Un gato indignado.
Desde que era adolescente mis
padres siempre se quejaron de mi forma de caminar. Decían que caminaba como un
gato: sigiloso, imperceptible, sorpresivo.
A lo largo de mi vida los espanté
en repetidas ocasiones sin la intención de hacerlo. Me ha pasado lo mismo en las
escuelas donde he estudiado, con mis maestros y compañeros; y en mis trabajos
también.
Un jefe solía decirme hace años “márcame
a mi extensión antes de aparecerte en mi oficina, no me gusta que me espanten”.
Mi padre me decía a veces “chifla o aplaude o haz algo cuando te acerques
hijo, no se te escucha cuando caminas”.
Me acostumbre a hacer ruidos
siempre que entraba a la casa o a una oficina donde había gente. Un ligero
carraspeo, un toquido en la puerta, o de plano el tradicional “¡ya llegué!”. Es
parte de mi comunicación no verbal y lo hago siempre con el respeto que la
gente se merece. Es muy desagradable percatarse de la presencia de alguien
cuando ya está parado junto a ti. Espanta. Da miedo.
Esta noche sin embargo, ocurrió
lo impensable. El colmo de los colmos.
¡Espanté a un Gato!
Venía del centro y decidí pasar a
la tiendita de la esquina antes de llegar a mi casa. Compre una bolsita de
botanas y una cerveza artesanal llamada Cucapá de 355 ml. Solo una, para ver
una película.
Salí de la tienda, crucé la calle
y comencé a caminar por la banqueta tranquilamente, bajo la tenue luz de las lámparas
amarillas incandescentes. Esas luces siempre dan un toque misterioso a las
calles durante la noche. A mí me producen melancolía.
Y me encaminé rumbo a mi
casa.
En el horizonte podía ver a la
luna, radiante, en plenitud total. Pronto me percaté que delante de mí caminaba
un gato. A pesar de la penumbra pude distinguir su color: gris plateado.
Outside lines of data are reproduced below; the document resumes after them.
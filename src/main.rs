use anyhow::Context;
use library_kernel::settings::Settings;

#[tokio::main]
async fn main() -> anyhow::Result<()> {
    let settings = Settings::load().with_context(|| "failed to load library settings")?;
    library_telemetry::init(&settings.telemetry)?;

    library_app::run(settings).await
}
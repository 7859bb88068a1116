use serde::{Deserialize, Serialize};
use time::OffsetDateTime;

use super::id::BookId;

pub const TITLE_FIELD: &str = "title";
pub const AUTHOR_NAME_FIELD: &str = "author_name";
pub const PRICE_FIELD: &str = "price";

/// A persisted book.
#[derive(Debug, Clone, PartialEq, Serialize, Deserialize)]
pub struct Book {
    /// Unique identifier, assigned at creation
    pub id: BookId,
    pub title: String,
    pub author_name: String,
    pub price: f64,
    pub ebook_available: bool,
    #[serde(with = "time::serde::rfc3339")]
    pub publish_date: OffsetDateTime,
}

/// A validated book that has not been persisted yet.
#[derive(Debug, Clone, PartialEq)]
pub struct NewBook {
    pub title: String,
    pub author_name: String,
    pub price: f64,
    pub ebook_available: bool,
    pub publish_date: OffsetDateTime,
}

impl NewBook {
    pub fn into_book(self, id: BookId) -> Book {
        Book {
            id,
            title: self.title,
            author_name: self.author_name,
            price: self.price,
            ebook_available: self.ebook_available,
            publish_date: self.publish_date,
        }
    }
}

/// Request body for creating a book. Every field except
/// `ebook_available` is required; absence is reported per field.
#[derive(Debug, Clone, Default, Deserialize)]
pub struct CreateBook {
    pub title: Option<String>,
    pub author_name: Option<String>,
    pub price: Option<f64>,
    #[serde(default)]
    pub ebook_available: bool,
    #[serde(default, with = "time::serde::rfc3339::option")]
    pub publish_date: Option<OffsetDateTime>,
}

/// One rejected field of a [`CreateBook`].
#[derive(Debug, Clone, PartialEq, Eq, Serialize)]
pub struct FieldError {
    pub field: &'static str,
    pub error: &'static str,
}

impl FieldError {
    const fn new(field: &'static str, error: &'static str) -> Self {
        Self { field, error }
    }
}

impl CreateBook {
    /// Check required fields and value constraints.
    pub fn validate(self) -> Result<NewBook, Vec<FieldError>> {
        let mut errors = Vec::new();

        let title = required_text(self.title, TITLE_FIELD, &mut errors);
        let author_name = required_text(self.author_name, AUTHOR_NAME_FIELD, &mut errors);

        let price = match self.price {
            None => {
                errors.push(FieldError::new(PRICE_FIELD, "required"));
                None
            }
            Some(price) if !price.is_finite() || price < 0.0 => {
                errors.push(FieldError::new(PRICE_FIELD, "must be a non-negative number"));
                None
            }
            Some(price) => Some(price),
        };

        let publish_date = match self.publish_date {
            None => {
                errors.push(FieldError::new("publish_date", "required"));
                None
            }
            // RFC 3339 only covers four-digit years
            Some(date) if !(0..=9999).contains(&date.year()) => {
                errors.push(FieldError::new("publish_date", "year must be between 0 and 9999"));
                None
            }
            Some(date) => Some(date),
        };

        match (title, author_name, price, publish_date) {
            (Some(title), Some(author_name), Some(price), Some(publish_date)) => Ok(NewBook {
                title,
                author_name,
                price,
                ebook_available: self.ebook_available,
                publish_date,
            }),
            _ => Err(errors),
        }
    }
}

fn required_text(
    value: Option<String>,
    field: &'static str,
    errors: &mut Vec<FieldError>,
) -> Option<String> {
    match value {
        None => {
            errors.push(FieldError::new(field, "required"));
            None
        }
        Some(text) if text.trim().is_empty() => {
            errors.push(FieldError::new(field, "must not be empty"));
            None
        }
        Some(text) => Some(text),
    }
}

/// Catalog-wide counts.
#[derive(Debug, Clone, Copy, PartialEq, Eq, Serialize)]
pub struct InventoryStats {
    pub distinct_authors: u64,
    /// May be an estimate on large collections.
    #[serde(rename = "books")]
    pub total_books: u64,
}

#[cfg(test)]
mod tests {
    use super::*;
    use time::macros::datetime;

    fn dune() -> CreateBook {
        CreateBook {
            title: Some("Dune".into()),
            author_name: Some("Herbert".into()),
            price: Some(15.5),
            ebook_available: true,
            publish_date: Some(datetime!(1965-01-01 00:00 UTC)),
        }
    }

    #[test]
    fn complete_request_validates() {
        let book = dune().validate().unwrap();
        assert_eq!(book.title, "Dune");
        assert!(book.ebook_available);
    }

    #[test]
    fn missing_fields_are_reported_individually() {
        let errors = CreateBook::default().validate().unwrap_err();
        let fields: Vec<&str> = errors.iter().map(|e| e.field).collect();
        assert_eq!(fields, vec!["title", "author_name", "price", "publish_date"]);
        assert!(errors.iter().all(|e| e.error == "required"));
    }

    #[test]
    fn negative_price_and_blank_title_are_rejected() {
        let request = CreateBook {
            title: Some("  ".into()),
            price: Some(-1.0),
            ..dune()
        };
        let errors = request.validate().unwrap_err();
        assert_eq!(
            errors,
            vec![
                FieldError::new("title", "must not be empty"),
                FieldError::new("price", "must be a non-negative number"),
            ]
        );
    }

    #[test]
    fn ebook_flag_defaults_to_false() {
        let request: CreateBook = serde_json::from_value(serde_json::json!({
            "title": "Emma",
            "author_name": "Austen",
            "price": 9,
            "publish_date": "1815-12-23T00:00:00Z"
        }))
        .unwrap();
        let book = request.validate().unwrap();
        assert!(!book.ebook_available);
        assert_eq!(book.price, 9.0);
        assert_eq!(book.publish_date, datetime!(1815-12-23 00:00 UTC));
    }

    #[test]
    fn book_serializes_with_external_keys() {
        let id = BookId::decode("0190b5c4-3d1e-7a2b-8c9d-0123456789ab").unwrap();
        let book = dune().validate().unwrap().into_book(id);
        assert_eq!(
            serde_json::to_value(&book).unwrap(),
            serde_json::json!({
                "id": "0190b5c4-3d1e-7a2b-8c9d-0123456789ab",
                "title": "Dune",
                "author_name": "Herbert",
                "price": 15.5,
                "ebook_available": true,
                "publish_date": "1965-01-01T00:00:00Z"
            })
        );
    }
}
Caminaba como solo los gatos saben hacerlo: con garbo y señorío, dueño de la
situación, como modelo de pasarela; se sentía el dueño de la banqueta y juraría
que también iba embelesado contemplando la luna.
Comprendí que sería cuestión de
segundos antes de que se percatara de mi presencia, y continué mi caminata
detrás de él.
Caminé diez metros…y nada.
Avancé veinte metros…y nada aún.
Continue avanzando hasta
completar unos cincuenta metros y el gato seguía en la pendeja. Tal vez venía
de ver a su novia…o quizás, solo quizás, apenas iba a verla. Solo eso puede
explicar semejante descuido. De seguro iba pensando en las nuevas mentiras que le iba
a decir. Las gatas son muy inteligentes y huelen la traición. Muchas de ellas
mejor ya no reclaman y se conforman con aquel adagio de pura cepa mexicana: es
lo que hay, ya que.
Comprendí que pronto tendría que
revelar mi posición. Estábamos a punto de pasar por la casa de un vecino cuyo
perro, de raza bulldog, aborrece a los gatos y siempre les ladra con furia.
Este minino casanova me
representa. Le voy a ahorrar un buen susto con el perro.
Y así lo hice.
Carraspee un poco para hacerme
notar…
¡Y el gato saltó por los aires espantado por mi presencia!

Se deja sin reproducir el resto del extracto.